**WHAT YOU NEED TO DO:**
Look through the entries below, please, and copy every line with the word "presigned".

DATA FOR THIS EXERCISE Block Start

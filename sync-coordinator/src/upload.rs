//! Per-payer grouping, CSV/gzip generation, and the presigned upload
//! handshake — the second half of a sync run, consuming the JSONL spill the
//! tagging pipeline produced.

use std::{
    collections::{HashMap, HashSet},
    io::Write,
    path::Path,
};

use common::{
    error::AppError,
    storage::{
        db::SurrealDbClient,
        types::upload_record::{UploadRecord, UploadStatus},
    },
};
use flate2::{write::GzEncoder, Compression};
use serde::{Deserialize, Serialize};
use tagging_pipeline::pipeline::JsonlRecord;
use tokio::io::{AsyncBufReadExt, BufReader};
use tracing::{info, warn};
use upstream_client::{AccountListing, UmbrellaClient, UploadMode};

const MAX_RESOURCE_ID_LEN: usize = 255;
const NOT_AVAILABLE: &str = "Not Available";
const UNALLOCATED: &str = "Unallocated";

#[derive(Debug, Clone, Serialize, Deserialize)]
pub struct UploadSummary {
    pub payer_account: String,
    pub upload_id: String,
    pub row_count: usize,
}

struct UploadRow {
    resource_id: String,
    linked_account: String,
    vtags: String,
}

/// Reads the JSONL spill and produces one upload row per matched record,
/// grouped by payer account, dropping records whose virtual-tag string is
/// empty and applying the resource-id validity rules (non-empty, not the
/// upstream sentinel, at most 255 characters), then de-duplicating by
/// resource id within each payer group.
async fn read_upload_rows(jsonl_path: &Path) -> Result<HashMap<String, Vec<UploadRow>>, AppError> {
    let file = tokio::fs::File::open(jsonl_path).await?;
    let mut lines = BufReader::new(file).lines();
    let mut by_payer: HashMap<String, Vec<UploadRow>> = HashMap::new();

    while let Some(line) = lines.next_line().await? {
        if line.trim().is_empty() {
            continue;
        }
        let record: JsonlRecord = serde_json::from_str(&line)?;

        if record.resourceid.is_empty()
            || record.resourceid == NOT_AVAILABLE
            || record.resourceid.len() > MAX_RESOURCE_ID_LEN
        {
            continue;
        }

        let mut names: Vec<_> = record.dimensions.keys().cloned().collect();
        names.sort();
        let vtags = names
            .into_iter()
            .filter_map(|name| {
                let value = record.dimensions.get(&name)?;
                (value != UNALLOCATED).then(|| format!("{name}:{value}"))
            })
            .collect::<Vec<_>>()
            .join(";");

        if vtags.is_empty() {
            continue;
        }

        let payer = if record.payeraccount.is_empty() {
            record.linkedaccid.clone()
        } else {
            record.payeraccount.clone()
        };

        by_payer.entry(payer).or_default().push(UploadRow {
            resource_id: record.resourceid,
            linked_account: record.linkedaccid,
            vtags,
        });
    }

    for rows in by_payer.values_mut() {
        let mut seen = HashSet::new();
        rows.retain(|row| seen.insert(row.resource_id.clone()));
    }

    Ok(by_payer)
}

fn render_csv(rows: &[UploadRow]) -> Result<Vec<u8>, AppError> {
    let mut writer = csv::WriterBuilder::new().has_headers(false).from_writer(Vec::new());
    writer.write_record([
        "Resource Cost",
        "Resource Name",
        "Resource ID",
        "Service",
        "Region",
        "Linked Account",
        "Virtual Tags",
        "Tags",
    ])?;
    for row in rows {
        writer.write_record(["", "", &row.resource_id, "", "", &row.linked_account, &row.vtags, ""])?;
    }
    writer
        .into_inner()
        .map_err(|e| AppError::InternalError(format!("csv writer flush failed: {e}")))
}

fn gzip_bytes(bytes: &[u8]) -> Result<Vec<u8>, AppError> {
    let mut encoder = GzEncoder::new(Vec::new(), Compression::default());
    encoder.write_all(bytes)?;
    Ok(encoder.finish()?)
}

/// Writes the CSV and its gzip to unique, payer-scoped temp files. The
/// returned handle keeps the gzip file alive (and therefore on disk) only
/// until the caller drops it; `tempfile` removes it automatically then,
/// which is what guarantees intermediate-file cleanup on every exit path,
/// including early returns via `?`.
fn materialize_csv_and_gzip(
    payer: &str,
    rows: &[UploadRow],
) -> Result<(tempfile::NamedTempFile, Vec<u8>), AppError> {
    let csv_bytes = render_csv(rows)?;

    let mut csv_file = tempfile::Builder::new()
        .prefix(&format!("vtags-{payer}-{}-", rows.len()))
        .suffix(".csv")
        .tempfile()?;
    csv_file.write_all(&csv_bytes)?;
    csv_file.flush()?;
    drop(csv_file);

    let gzipped = gzip_bytes(&csv_bytes)?;
    let mut gz_file = tempfile::Builder::new()
        .prefix(&format!("vtags-{payer}-{}-", rows.len()))
        .suffix(".csv.gz")
        .tempfile()?;
    gz_file.write_all(&gzipped)?;
    gz_file.flush()?;

    Ok((gz_file, gzipped))
}

/// Runs the per-payer upload phase: group matched records by payer account,
/// materialize a temp CSV+gzip per group, upload via the presigned
/// two-step handshake in upsert mode, and record one `UploadRecord` row per
/// successful upload. A single payer's upload failure is logged and
/// skipped; the run continues with the remaining payers.
pub async fn run_upload_phase(
    db: &SurrealDbClient,
    client: &UmbrellaClient,
    accounts: &AccountListing,
    jsonl_path: &Path,
) -> Result<Vec<UploadSummary>, AppError> {
    let by_payer = read_upload_rows(jsonl_path).await?;
    let mut summaries = Vec::new();

    for (payer, rows) in by_payer {
        if rows.is_empty() {
            continue;
        }
        match upload_one_payer(db, client, accounts, &payer, &rows).await {
            Ok(summary) => summaries.push(summary),
            Err(err) => {
                warn!(payer_account = %payer, error = %err, "payer upload failed, continuing with next payer");
            }
        }
    }

    Ok(summaries)
}

async fn upload_one_payer(
    db: &SurrealDbClient,
    client: &UmbrellaClient,
    accounts: &AccountListing,
    payer: &str,
    rows: &[UploadRow],
) -> Result<UploadSummary, AppError> {
    let account_key = accounts
        .find(payer)
        .map(|a| a.account_key.clone())
        .unwrap_or_else(|| payer.to_string());

    let (_gz_file, gzipped) = materialize_csv_and_gzip(payer, rows)?;

    let presigned = client
        .upload_virtual_tags(&account_key, UploadMode::Upsert, true, gzipped)
        .await?;

    let mut record = UploadRecord::new(presigned.upload_id.clone(), payer.to_string(), rows.len());
    record.status = UploadStatus::Completed;
    db.store_item(record).await?;

    info!(payer_account = payer, upload_id = %presigned.upload_id, rows = rows.len(), "uploaded virtual tags");

    Ok(UploadSummary {
        payer_account: payer.to_string(),
        upload_id: presigned.upload_id,
        row_count: rows.len(),
    })
}

#[cfg(test)]
mod tests {
    use super::*;

    fn row(resource_id: &str, linked: &str, vtags: &str) -> UploadRow {
        UploadRow {
            resource_id: resource_id.to_string(),
            linked_account: linked.to_string(),
            vtags: vtags.to_string(),
        }
    }

    #[test]
    fn render_csv_includes_header_and_rows() {
        let rows = vec![row("res-1", "000000000001", "environment:prod")];
        let bytes = render_csv(&rows).unwrap();
        let text = String::from_utf8(bytes).unwrap();
        assert!(text.starts_with("Resource Cost,Resource Name,Resource ID"));
        assert!(text.contains("res-1"));
        assert!(text.contains("environment:prod"));
    }

    #[test]
    fn gzip_round_trips_through_flate2_decoder() {
        let bytes = render_csv(&[row("res-1", "000000000001", "environment:prod")]).unwrap();
        let gzipped = gzip_bytes(&bytes).unwrap();
        let mut decoder = flate2::read::GzDecoder::new(&gzipped[..]);
        let mut decoded = Vec::new();
        std::io::Read::read_to_end(&mut decoder, &mut decoded).unwrap();
        assert_eq!(decoded, bytes);
    }

    #[tokio::test]
    async fn read_upload_rows_drops_unallocated_and_invalid_resource_ids() {
        let dir = tempfile::tempdir().unwrap();
        let path = dir.path().join("spill.jsonl");

        let mut dims_all_unallocated = HashMap::new();
        dims_all_unallocated.insert("environment".to_string(), UNALLOCATED.to_string());

        let mut dims_matched = HashMap::new();
        dims_matched.insert("environment".to_string(), "prod".to_string());

        let records = vec![
            JsonlRecord {
                resourceid: String::new(),
                linkedaccid: "000000000001".to_string(),
                payeraccount: "000000000001".to_string(),
                dimensions: dims_matched.clone(),
                tags: rules_engine::context::TagContext::default(),
            },
            JsonlRecord {
                resourceid: NOT_AVAILABLE.to_string(),
                linkedaccid: "000000000001".to_string(),
                payeraccount: "000000000001".to_string(),
                dimensions: dims_matched.clone(),
                tags: rules_engine::context::TagContext::default(),
            },
            JsonlRecord {
                resourceid: "res-unallocated".to_string(),
                linkedaccid: "000000000001".to_string(),
                payeraccount: "000000000001".to_string(),
                dimensions: dims_all_unallocated,
                tags: rules_engine::context::TagContext::default(),
            },
            JsonlRecord {
                resourceid: "res-good".to_string(),
                linkedaccid: "000000000001".to_string(),
                payeraccount: "000000000001".to_string(),
                dimensions: dims_matched,
                tags: rules_engine::context::TagContext::default(),
            },
        ];

        let mut file_contents = String::new();
        for record in &records {
            file_contents.push_str(&serde_json::to_string(record).unwrap());
            file_contents.push('\n');
        }
        tokio::fs::write(&path, file_contents).await.unwrap();

        let by_payer = read_upload_rows(&path).await.unwrap();
        let rows = by_payer.get("000000000001").unwrap();
        assert_eq!(rows.len(), 1);
        assert_eq!(rows[0].resource_id, "res-good");
    }

    #[tokio::test]
    async fn read_upload_rows_dedups_by_resource_id_within_payer() {
        let dir = tempfile::tempdir().unwrap();
        let path = dir.path().join("spill.jsonl");

        let mut dims = HashMap::new();
        dims.insert("environment".to_string(), "prod".to_string());

        let record = JsonlRecord {
            resourceid: "res-dup".to_string(),
            linkedaccid: "000000000001".to_string(),
            payeraccount: "000000000001".to_string(),
            dimensions: dims,
            tags: rules_engine::context::TagContext::default(),
        };

        let line = serde_json::to_string(&record).unwrap();
        let contents = format!("{line}\n{line}\n");
        tokio::fs::write(&path, contents).await.unwrap();

        let by_payer = read_upload_rows(&path).await.unwrap();
        assert_eq!(by_payer.get("000000000001").unwrap().len(), 1);
    }
}
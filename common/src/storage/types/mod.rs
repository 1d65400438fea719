use serde::{Deserialize, Serialize};
pub mod daily_rollup;
pub mod dimension;
pub mod dimension_history;
pub mod upload_record;

pub trait StoredObject: Serialize + for<'de> Deserialize<'de> {
    fn table_name() -> &'static str;
    fn get_id(&self) -> &str;
}

#[macro_export]
macro_rules! stored_object {
    ($name:ident, $table:expr, {$($(#[$attr:meta])* $field:ident: $ty:ty),*}) => {
        use serde::{Deserialize, Deserializer, Serialize};
        use surrealdb::sql::Thing;
        use $crate::storage::types::StoredObject;
        use serde::de::{self, Visitor};
        use std::fmt;
        use chrono::{DateTime, Utc };

        struct FlexibleIdVisitor;

        impl<'de> Visitor<'de> for FlexibleIdVisitor {
            type Value = String;

            fn expecting(&self, formatter: &mut fmt::Formatter) -> fmt::Result {
                formatter.write_str("a string or a Thing")
            }

            fn visit_str<E>(self, value: &str) -> Result<Self::Value, E>
            where
                E: de::Error,
            {
                Ok(value.to_string())
            }

            fn visit_string<E>(self, value: String) -> Result<Self::Value, E>
            where
                E: de::Error,
            {
                Ok(value)
            }

            fn visit_map<A>(self, map: A) -> Result<Self::Value, A::Error>
            where
                A: de::MapAccess<'de>,
            {
                // Try to deserialize as Thing
                let thing = Thing::deserialize(de::value::MapAccessDeserializer::new(map))?;
                Ok(thing.id.to_raw())
            }
        }

        pub fn deserialize_flexible_id<'de, D>(deserializer: D) -> Result<String, D::Error>
        where
            D: Deserializer<'de>,
        {
            deserializer.deserialize_any(FlexibleIdVisitor)
        }

        fn serialize_datetime<S>(date: &DateTime<Utc>, serializer: S) -> Result<S::Ok, S::Error>
        where
            S: serde::Serializer,
        {
            Into::<surrealdb::sql::Datetime>::into(*date).serialize(serializer)
        }

        fn deserialize_datetime<'de, D>(deserializer: D) -> Result<DateTime<Utc>, D::Error>
        where
            D: serde::Deserializer<'de>,
        {
            let dt = surrealdb::sql::Datetime::deserialize(deserializer)?;
            Ok(DateTime::<Utc>::from(dt))
        }

        #[allow(dead_code)]
        fn serialize_option_datetime<S>(
            date: &Option<DateTime<Utc>>,
            serializer: S,
        ) -> Result<S::Ok, S::Error>
        where
            S: serde::Serializer,
        {
            match date {
                Some(dt) => serializer
                    .serialize_some(&Into::<surrealdb::sql::Datetime>::into(*dt)),
                None => serializer.serialize_none(),
            }
        }

        #[allow(dead_code)]
        fn deserialize_option_datetime<'de, D>(
            deserializer: D,
        ) -> Result<Option<DateTime<Utc>>, D::Error>
        where
            D: serde::Deserializer<'de>,
        {
            let value = Option::<surrealdb::sql::Datetime>::deserialize(deserializer)?;
            Ok(value.map(DateTime::<Utc>::from))
        }


        #[derive(Debug, Clone, Serialize, Deserialize, PartialEq)]
        pub struct $name {
            #[serde(deserialize_with = "deserialize_flexible_id")]
            pub id: String,
            #[serde(serialize_with = "serialize_datetime", deserialize_with = "deserialize_datetime", default)]
            pub created_at: DateTime<Utc>,
            #[serde(serialize_with = "serialize_datetime", deserialize_with = "deserialize_datetime", default)]
            pub updated_at: DateTime<Utc>,
            $( $(#[$attr])* pub $field: $ty),*
        }

        impl StoredObject for $name {
            fn table_name() -> &'static str {
                $table
            }

            fn get_id(&self) -> &str {
                &self.id
            }
        }
    };
}
use std::collections::{BTreeMap, HashSet};

use common::error::AppError;
use futures::StreamExt;
use rules_engine::{context::column_index_map, index::all_tag_keys, map_resource, pad_account_id};
use serde_json::Value;
use tokio::io::{AsyncBufReadExt, AsyncWriteExt, BufReader, BufWriter};
use tracing::warn;
use upstream_client::{AssetQuery, UmbrellaClient};

use super::context::{JsonlRecord, PipelineContext};

fn dimension_subset_or_all(ctx: &PipelineContext<'_>) -> HashSet<String> {
    ctx.request.dimension_subset.clone().unwrap_or_else(|| {
        ctx.dimensions.iter().map(|d| d.name.clone()).collect()
    })
}

/// Streams each account's assets, maps every resource, spills matched
/// records to JSONL, and feeds the reservoir sampler. Per-account failures
/// are logged and counted; the run itself does not fail because of them.
pub async fn process_accounts(
    ctx: &mut PipelineContext<'_>,
    client: &UmbrellaClient,
) -> Result<(), AppError> {
    let tag_keys = all_tag_keys(ctx.dimensions);
    let column_map = column_index_map(&tag_keys);
    let subset = dimension_subset_or_all(ctx);
    let total_accounts = ctx.request.account_keys.len();

    for (index, account_key) in ctx.request.account_keys.clone().into_iter().enumerate() {
        if ctx.is_cancelled() || ctx.reached_ceiling() {
            break;
        }

        let query = AssetQuery {
            start_date: ctx.request.start_date.clone(),
            end_date: ctx.request.end_date.clone(),
            tag_keys: tag_keys.clone(),
            filter_mode: ctx.request.filter_mode,
            filter_dimensions: subset.iter().cloned().collect(),
            max_pages: None,
        };

        if let Err(err) =
            process_one_account(ctx, client, &account_key, query, &column_map, &subset).await
        {
            warn!(account_key, error = %err, "tagging pipeline account failed, continuing with next account");
            ctx.counters.account_errors = ctx.counters.account_errors.saturating_add(1);
        }

        ctx.report_account_progress(index + 1, total_accounts).await;
    }

    Ok(())
}

async fn process_one_account(
    ctx: &mut PipelineContext<'_>,
    client: &UmbrellaClient,
    account_key: &str,
    query: AssetQuery,
    column_map: &BTreeMap<usize, String>,
    subset: &HashSet<String>,
) -> Result<(), AppError> {
    let batch_size = ctx.config.tuning.batch_size;
    let stream = client.fetch_assets_stream(account_key, query, batch_size);
    futures::pin_mut!(stream);

    while let Some(batch) = stream.next().await {
        if ctx.is_cancelled() {
            break;
        }
        let batch = batch?;
        for resource in batch {
            if ctx.is_cancelled() || ctx.reached_ceiling() {
                return Ok(());
            }
            process_one_resource(ctx, &resource, column_map, subset).await?;
        }
    }

    Ok(())
}

async fn process_one_resource(
    ctx: &mut PipelineContext<'_>,
    resource: &Value,
    column_map: &BTreeMap<usize, String>,
    subset: &HashSet<String>,
) -> Result<(), AppError> {
    let resource_id = resource
        .get("resourceid")
        .and_then(Value::as_str)
        .unwrap_or_default()
        .to_string();
    let linked_account = pad_account_id(
        resource
            .get("linkedaccid")
            .and_then(Value::as_str)
            .unwrap_or_default(),
    );
    let payer_account = pad_account_id(
        resource
            .get("payeraccount")
            .and_then(Value::as_str)
            .unwrap_or_default(),
    );

    let tag_context = rules_engine::context::extract_tag_context(resource, column_map);
    let mapped = map_resource(
        ctx.dimensions,
        resource_id.clone(),
        linked_account.clone(),
        payer_account.clone(),
        tag_context,
    );

    ctx.counters.total_resources = ctx.counters.total_resources.saturating_add(1);

    let mut dimensions_out = BTreeMap::new();
    let mut restricted_matched = false;
    for dim in ctx.dimensions {
        if !subset.contains(&dim.name) {
            continue;
        }
        let value = mapped
            .dimension_context
            .get(&dim.name)
            .cloned()
            .unwrap_or_else(|| dim.default_value.clone());
        if value != dim.default_value {
            restricted_matched = true;
            let count = ctx
                .counters
                .per_dimension_matches
                .entry(dim.name.clone())
                .or_insert(0);
            *count = count.saturating_add(1);
        }
        dimensions_out.insert(dim.name.clone(), value);
    }

    if restricted_matched {
        ctx.counters.matched_resources = ctx.counters.matched_resources.saturating_add(1);
        ctx.emit_matched(JsonlRecord {
            resourceid: mapped.resource_id,
            linkedaccid: mapped.linked_account,
            payeraccount: mapped.payer_account,
            dimensions: dimensions_out.into_iter().collect(),
            tags: mapped.tag_context,
        })
        .await?;
    } else {
        ctx.counters.unmatched_resources = ctx.counters.unmatched_resources.saturating_add(1);
    }

    Ok(())
}

/// Reads the JSONL spill back and writes the deterministic-column pipeline
/// CSV: `resourceid,linkedaccid,payeraccount,vtags:<d1>,vtags:<d2>,…`.
pub async fn generate_csv(
    ctx: &PipelineContext<'_>,
) -> Result<std::path::PathBuf, AppError> {
    let mut ordered_dims: Vec<_> = ctx.dimensions.to_vec();
    ordered_dims.sort_by_key(|d| d.order_index);
    let subset = dimension_subset_or_all(ctx);
    let ordered_dims: Vec<_> = ordered_dims
        .into_iter()
        .filter(|d| subset.contains(&d.name))
        .collect();

    let csv_path = ctx.jsonl_path.with_extension("csv");
    let input = tokio::fs::File::open(&ctx.jsonl_path).await?;
    let mut lines = BufReader::new(input).lines();

    let output = tokio::fs::File::create(&csv_path).await?;
    let mut writer = BufWriter::new(output);

    let mut header = vec!["resourceid".to_string(), "linkedaccid".to_string(), "payeraccount".to_string()];
    header.extend(ordered_dims.iter().map(|d| format!("vtags:{}", d.name)));
    writer.write_all(csv_row(&header).as_bytes()).await?;

    while let Some(line) = lines.next_line().await? {
        if line.trim().is_empty() {
            continue;
        }
        let record: JsonlRecord = serde_json::from_str(&line)?;
        let mut row = vec![
            record.resourceid.clone(),
            record.linkedaccid.clone(),
            record.payeraccount.clone(),
        ];
        for dim in &ordered_dims {
            let value = record
                .dimensions
                .get(&dim.name)
                .cloned()
                .unwrap_or_else(|| "Unallocated".to_string());
            row.push(value);
        }
        writer.write_all(csv_row(&row).as_bytes()).await?;
    }

    writer.flush().await?;
    Ok(csv_path)
}

fn csv_row(fields: &[String]) -> String {
    let mut writer = csv::WriterBuilder::new()
        .has_headers(false)
        .from_writer(Vec::new());
    let _ = writer.write_record(fields);
    let bytes = writer.into_inner().unwrap_or_default();
    String::from_utf8_lossy(&bytes).into_owned()
}

#[cfg(test)]
mod tests {
    use super::*;

    #[test]
    fn csv_row_quotes_fields_containing_commas() {
        let row = csv_row(&["a,b".to_string(), "c".to_string()]);
        assert_eq!(row, "\"a,b\",c\n");
    }

    #[test]
    fn csv_row_joins_plain_fields_with_commas() {
        let row = csv_row(&["x".to_string(), "y".to_string(), "z".to_string()]);
        assert_eq!(row, "x,y,z\n");
    }
}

DATA FOR THIS EXERCISE Block End

**REPLY TO THE TASK:**
//! Per-payer grouping, CSV/gzip generation, and the presigned upload
/// materialize a temp CSV+gzip per group, upload via the presigned
    let presigned = client
    let mut record = UploadRecord::new(presigned.upload_id.clone(), payer.to_string(), rows.len());
    info!(payer_account = payer, upload_id = %presigned.upload_id, rows = rows.len(), "uploaded virtual tags");
        upload_id: presigned.upload_id,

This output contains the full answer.